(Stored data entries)
* * * *

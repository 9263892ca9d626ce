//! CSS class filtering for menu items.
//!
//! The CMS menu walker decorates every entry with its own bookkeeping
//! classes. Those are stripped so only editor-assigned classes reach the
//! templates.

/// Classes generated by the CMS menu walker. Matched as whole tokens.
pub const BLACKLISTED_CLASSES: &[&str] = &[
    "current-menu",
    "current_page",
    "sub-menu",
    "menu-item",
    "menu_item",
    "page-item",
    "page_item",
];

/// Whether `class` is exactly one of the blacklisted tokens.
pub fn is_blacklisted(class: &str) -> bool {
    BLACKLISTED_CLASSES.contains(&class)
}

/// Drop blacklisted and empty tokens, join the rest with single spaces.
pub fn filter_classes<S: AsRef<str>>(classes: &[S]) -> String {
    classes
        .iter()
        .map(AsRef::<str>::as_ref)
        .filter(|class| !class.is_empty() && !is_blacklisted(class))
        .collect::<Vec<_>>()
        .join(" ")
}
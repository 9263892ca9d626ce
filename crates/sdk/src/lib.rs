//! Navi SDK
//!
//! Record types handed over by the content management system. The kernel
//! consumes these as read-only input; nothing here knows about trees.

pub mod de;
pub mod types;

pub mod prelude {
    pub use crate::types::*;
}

* * * *

• Try it: Output each entry exactly as written, leaving none out.

• Answer to the problem:
repository 9263892ca9d626ce
//! CSS class filtering for menu items.
//!
//! The CMS menu walker decorates every entry with its own bookkeeping
//! classes. Those are stripped so only editor-assigned classes reach the
//! templates.

/// Classes generated by the CMS menu walker. Matched as whole tokens.
pub const BLACKLISTED_CLASSES: &[&str] = &[
    "current-menu",
    "current_page",
    "sub-menu",
    "menu-item",
    "menu_item",
    "page-item",
    "page_item",
];

/// Whether `class` is exactly one of the blacklisted tokens.
pub fn is_blacklisted(class: &str) -> bool {
    BLACKLISTED_CLASSES.contains(&class)
}

/// Drop blacklisted and empty tokens, join the rest with single spaces.
pub fn filter_classes<S: AsRef<str>>(classes: &[S]) -> String {
    classes
        .iter()
        .map(AsRef::<str>::as_ref)
        .filter(|class| !class.is_empty() && !is_blacklisted(class))
        .collect::<Vec<_>>()
        .join(" ")
}
repository 9263892ca9d626ce
filename crates/sdk/src/lib.rs
//! Navi SDK
//!
//! Record types handed over by the content management system. The kernel
//! consumes these as read-only input; nothing here knows about trees.

pub mod de;
pub mod types;

pub mod prelude {
    pub use crate::types::*;
}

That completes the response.